**WHAT THIS TASK INVOLVES**
Retype, word for word, every line of the records below starting at the one that contains "filename src/bin/flight-tracker/main.rs" and ending at the one that contains "fn main() ->"; include both of those lines and nothing more.

=== DATASET EXTRACT ===

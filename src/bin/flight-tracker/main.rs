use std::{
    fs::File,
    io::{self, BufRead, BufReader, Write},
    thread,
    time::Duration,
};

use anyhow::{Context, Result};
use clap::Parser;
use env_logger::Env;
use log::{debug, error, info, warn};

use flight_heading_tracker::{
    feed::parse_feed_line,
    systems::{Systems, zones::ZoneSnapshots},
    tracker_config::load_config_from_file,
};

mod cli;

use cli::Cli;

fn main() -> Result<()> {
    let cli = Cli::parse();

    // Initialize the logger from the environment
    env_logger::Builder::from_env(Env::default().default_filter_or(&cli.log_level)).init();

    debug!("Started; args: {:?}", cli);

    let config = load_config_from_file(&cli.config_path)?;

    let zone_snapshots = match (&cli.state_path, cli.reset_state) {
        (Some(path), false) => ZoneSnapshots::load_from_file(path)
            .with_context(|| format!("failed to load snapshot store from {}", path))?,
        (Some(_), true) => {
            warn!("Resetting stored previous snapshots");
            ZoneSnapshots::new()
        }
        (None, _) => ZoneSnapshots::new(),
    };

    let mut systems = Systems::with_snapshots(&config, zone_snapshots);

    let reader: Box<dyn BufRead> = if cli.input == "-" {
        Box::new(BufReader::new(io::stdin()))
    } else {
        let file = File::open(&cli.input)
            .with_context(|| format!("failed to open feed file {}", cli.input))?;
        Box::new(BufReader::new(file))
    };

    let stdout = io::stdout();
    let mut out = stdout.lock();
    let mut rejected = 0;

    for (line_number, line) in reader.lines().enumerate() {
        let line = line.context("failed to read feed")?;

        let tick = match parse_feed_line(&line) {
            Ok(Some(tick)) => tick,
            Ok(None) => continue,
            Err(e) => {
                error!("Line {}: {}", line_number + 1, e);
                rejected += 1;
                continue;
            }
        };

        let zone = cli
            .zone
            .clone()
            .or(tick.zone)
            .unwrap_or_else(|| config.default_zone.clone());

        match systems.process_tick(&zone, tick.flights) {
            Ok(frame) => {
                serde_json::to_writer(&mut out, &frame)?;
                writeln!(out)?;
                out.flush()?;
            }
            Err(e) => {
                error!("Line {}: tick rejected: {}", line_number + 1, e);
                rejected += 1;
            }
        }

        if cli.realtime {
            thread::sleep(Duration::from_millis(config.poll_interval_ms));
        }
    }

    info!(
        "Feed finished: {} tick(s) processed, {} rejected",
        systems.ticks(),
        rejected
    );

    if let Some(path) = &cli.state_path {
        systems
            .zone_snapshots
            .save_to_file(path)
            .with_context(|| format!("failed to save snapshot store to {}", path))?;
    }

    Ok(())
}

===
=== DATASET EXTRACT ===

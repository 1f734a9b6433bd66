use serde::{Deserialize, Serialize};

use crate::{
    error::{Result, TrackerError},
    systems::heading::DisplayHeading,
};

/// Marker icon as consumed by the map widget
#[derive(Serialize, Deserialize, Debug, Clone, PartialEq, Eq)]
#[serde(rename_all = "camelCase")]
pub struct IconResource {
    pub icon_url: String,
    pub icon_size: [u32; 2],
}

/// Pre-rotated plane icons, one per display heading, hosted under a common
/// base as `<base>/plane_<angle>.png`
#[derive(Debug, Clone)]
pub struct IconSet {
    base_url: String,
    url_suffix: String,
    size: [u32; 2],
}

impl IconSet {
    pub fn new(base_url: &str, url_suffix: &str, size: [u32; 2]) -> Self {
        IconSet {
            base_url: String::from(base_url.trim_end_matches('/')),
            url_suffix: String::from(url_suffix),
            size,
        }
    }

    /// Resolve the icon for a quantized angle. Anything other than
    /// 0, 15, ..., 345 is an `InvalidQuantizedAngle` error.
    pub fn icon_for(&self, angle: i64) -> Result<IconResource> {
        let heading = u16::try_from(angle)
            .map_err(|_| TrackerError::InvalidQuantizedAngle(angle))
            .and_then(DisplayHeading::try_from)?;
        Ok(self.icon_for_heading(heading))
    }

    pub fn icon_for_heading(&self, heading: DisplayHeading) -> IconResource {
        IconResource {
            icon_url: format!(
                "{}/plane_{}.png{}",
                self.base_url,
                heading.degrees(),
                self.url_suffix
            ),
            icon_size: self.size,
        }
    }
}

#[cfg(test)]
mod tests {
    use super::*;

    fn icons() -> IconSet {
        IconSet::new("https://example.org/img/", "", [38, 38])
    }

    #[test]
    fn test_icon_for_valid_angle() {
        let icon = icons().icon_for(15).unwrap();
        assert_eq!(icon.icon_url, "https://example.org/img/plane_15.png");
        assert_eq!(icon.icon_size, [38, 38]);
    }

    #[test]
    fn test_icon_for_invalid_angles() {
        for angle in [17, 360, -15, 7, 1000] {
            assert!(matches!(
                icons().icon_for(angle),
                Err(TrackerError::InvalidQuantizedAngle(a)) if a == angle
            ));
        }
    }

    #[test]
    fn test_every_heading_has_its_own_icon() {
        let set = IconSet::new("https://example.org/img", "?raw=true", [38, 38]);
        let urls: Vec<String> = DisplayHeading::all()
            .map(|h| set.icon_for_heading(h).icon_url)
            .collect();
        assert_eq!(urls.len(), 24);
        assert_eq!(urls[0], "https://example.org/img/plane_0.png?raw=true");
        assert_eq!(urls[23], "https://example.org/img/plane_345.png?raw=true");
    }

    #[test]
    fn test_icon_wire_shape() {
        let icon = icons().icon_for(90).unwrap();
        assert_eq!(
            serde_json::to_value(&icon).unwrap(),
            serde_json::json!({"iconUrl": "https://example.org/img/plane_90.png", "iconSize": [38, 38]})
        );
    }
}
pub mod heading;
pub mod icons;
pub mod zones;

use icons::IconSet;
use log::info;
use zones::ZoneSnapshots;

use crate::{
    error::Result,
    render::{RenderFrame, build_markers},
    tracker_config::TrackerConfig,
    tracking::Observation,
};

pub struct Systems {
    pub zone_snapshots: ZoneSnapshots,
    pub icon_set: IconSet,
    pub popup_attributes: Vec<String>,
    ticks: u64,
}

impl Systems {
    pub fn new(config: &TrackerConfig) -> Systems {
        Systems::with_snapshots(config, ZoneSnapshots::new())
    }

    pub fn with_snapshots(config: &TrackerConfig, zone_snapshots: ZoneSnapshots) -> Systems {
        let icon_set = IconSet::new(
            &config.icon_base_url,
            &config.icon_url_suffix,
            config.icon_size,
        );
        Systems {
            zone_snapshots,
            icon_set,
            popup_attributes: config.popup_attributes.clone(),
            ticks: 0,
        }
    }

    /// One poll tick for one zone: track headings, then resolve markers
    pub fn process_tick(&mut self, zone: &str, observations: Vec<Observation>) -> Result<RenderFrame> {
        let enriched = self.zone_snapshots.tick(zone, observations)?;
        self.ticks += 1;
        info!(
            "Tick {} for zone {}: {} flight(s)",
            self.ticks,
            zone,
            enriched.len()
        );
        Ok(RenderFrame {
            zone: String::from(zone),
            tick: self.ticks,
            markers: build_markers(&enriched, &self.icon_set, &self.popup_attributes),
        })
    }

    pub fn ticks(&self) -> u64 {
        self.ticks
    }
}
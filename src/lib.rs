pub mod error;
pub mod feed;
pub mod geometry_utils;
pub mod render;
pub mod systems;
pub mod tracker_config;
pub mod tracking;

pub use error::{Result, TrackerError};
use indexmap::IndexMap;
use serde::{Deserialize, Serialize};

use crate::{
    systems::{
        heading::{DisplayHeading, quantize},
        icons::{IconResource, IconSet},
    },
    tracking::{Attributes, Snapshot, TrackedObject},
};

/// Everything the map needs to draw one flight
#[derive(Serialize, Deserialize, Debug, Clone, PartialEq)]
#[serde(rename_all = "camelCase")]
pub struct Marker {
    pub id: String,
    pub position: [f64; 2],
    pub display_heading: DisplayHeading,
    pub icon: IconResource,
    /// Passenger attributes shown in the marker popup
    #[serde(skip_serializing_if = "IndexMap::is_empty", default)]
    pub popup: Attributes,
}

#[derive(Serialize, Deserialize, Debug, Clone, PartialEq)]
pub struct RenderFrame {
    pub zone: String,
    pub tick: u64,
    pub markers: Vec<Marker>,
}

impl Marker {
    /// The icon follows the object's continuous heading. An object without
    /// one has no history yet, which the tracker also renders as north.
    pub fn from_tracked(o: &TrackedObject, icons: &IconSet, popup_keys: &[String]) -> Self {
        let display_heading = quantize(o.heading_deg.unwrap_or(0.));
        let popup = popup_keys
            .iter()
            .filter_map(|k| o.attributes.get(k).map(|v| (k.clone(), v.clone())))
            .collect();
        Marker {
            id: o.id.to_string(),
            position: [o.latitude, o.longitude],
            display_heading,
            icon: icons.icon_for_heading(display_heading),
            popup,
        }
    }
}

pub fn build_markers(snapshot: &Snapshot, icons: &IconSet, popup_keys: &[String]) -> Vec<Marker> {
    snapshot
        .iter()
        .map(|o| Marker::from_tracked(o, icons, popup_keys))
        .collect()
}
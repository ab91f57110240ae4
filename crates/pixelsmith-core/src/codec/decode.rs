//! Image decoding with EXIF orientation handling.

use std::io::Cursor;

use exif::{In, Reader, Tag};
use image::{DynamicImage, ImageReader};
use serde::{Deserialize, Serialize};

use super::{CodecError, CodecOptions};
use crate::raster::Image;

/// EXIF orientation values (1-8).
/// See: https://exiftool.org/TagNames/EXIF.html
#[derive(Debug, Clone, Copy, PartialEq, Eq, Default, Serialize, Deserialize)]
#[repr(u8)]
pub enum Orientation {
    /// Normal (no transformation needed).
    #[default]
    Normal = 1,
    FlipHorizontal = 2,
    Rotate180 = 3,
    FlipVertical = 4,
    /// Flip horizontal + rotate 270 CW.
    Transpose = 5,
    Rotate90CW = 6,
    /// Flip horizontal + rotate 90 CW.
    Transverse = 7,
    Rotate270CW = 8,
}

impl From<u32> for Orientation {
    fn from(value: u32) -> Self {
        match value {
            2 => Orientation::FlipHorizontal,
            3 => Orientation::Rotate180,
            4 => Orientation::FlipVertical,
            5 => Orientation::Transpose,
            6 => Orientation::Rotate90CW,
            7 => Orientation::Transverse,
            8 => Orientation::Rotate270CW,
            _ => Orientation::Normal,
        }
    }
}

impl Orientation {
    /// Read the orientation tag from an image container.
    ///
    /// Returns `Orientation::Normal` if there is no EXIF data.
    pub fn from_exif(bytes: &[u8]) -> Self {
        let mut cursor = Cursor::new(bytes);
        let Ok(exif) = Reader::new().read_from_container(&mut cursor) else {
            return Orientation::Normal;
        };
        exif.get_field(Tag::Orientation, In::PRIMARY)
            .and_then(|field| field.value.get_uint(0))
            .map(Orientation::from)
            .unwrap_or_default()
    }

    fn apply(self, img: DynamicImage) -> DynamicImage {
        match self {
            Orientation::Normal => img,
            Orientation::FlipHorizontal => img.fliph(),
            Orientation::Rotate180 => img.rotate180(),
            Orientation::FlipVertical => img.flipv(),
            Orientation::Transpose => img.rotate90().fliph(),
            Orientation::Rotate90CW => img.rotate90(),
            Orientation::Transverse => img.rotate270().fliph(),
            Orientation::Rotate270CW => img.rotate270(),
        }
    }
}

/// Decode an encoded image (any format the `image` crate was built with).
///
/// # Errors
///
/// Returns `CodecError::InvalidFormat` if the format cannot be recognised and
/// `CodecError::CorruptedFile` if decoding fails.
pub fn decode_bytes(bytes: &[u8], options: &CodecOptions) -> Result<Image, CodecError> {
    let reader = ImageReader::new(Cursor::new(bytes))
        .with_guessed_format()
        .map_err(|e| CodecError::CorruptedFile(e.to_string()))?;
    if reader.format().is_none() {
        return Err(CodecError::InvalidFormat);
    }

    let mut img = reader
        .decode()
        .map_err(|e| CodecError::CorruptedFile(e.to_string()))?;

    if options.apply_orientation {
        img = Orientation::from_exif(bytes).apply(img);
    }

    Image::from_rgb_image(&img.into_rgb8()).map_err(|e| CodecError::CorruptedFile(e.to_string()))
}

===

**WRITTEN RESPONSE**
filename src/bin/flight-tracker/main.rs
use std::{
    fs::File,
    io::{self, BufRead, BufReader, Write},
    thread,
    time::Duration,
};

use anyhow::{Context, Result};
use clap::Parser;
use env_logger::Env;
use log::{debug, error, info, warn};

use flight_heading_tracker::{
    feed::parse_feed_line,
    systems::{Systems, zones::ZoneSnapshots},
    tracker_config::load_config_from_file,
};

mod cli;

use cli::Cli;

fn main() -> Result<()> {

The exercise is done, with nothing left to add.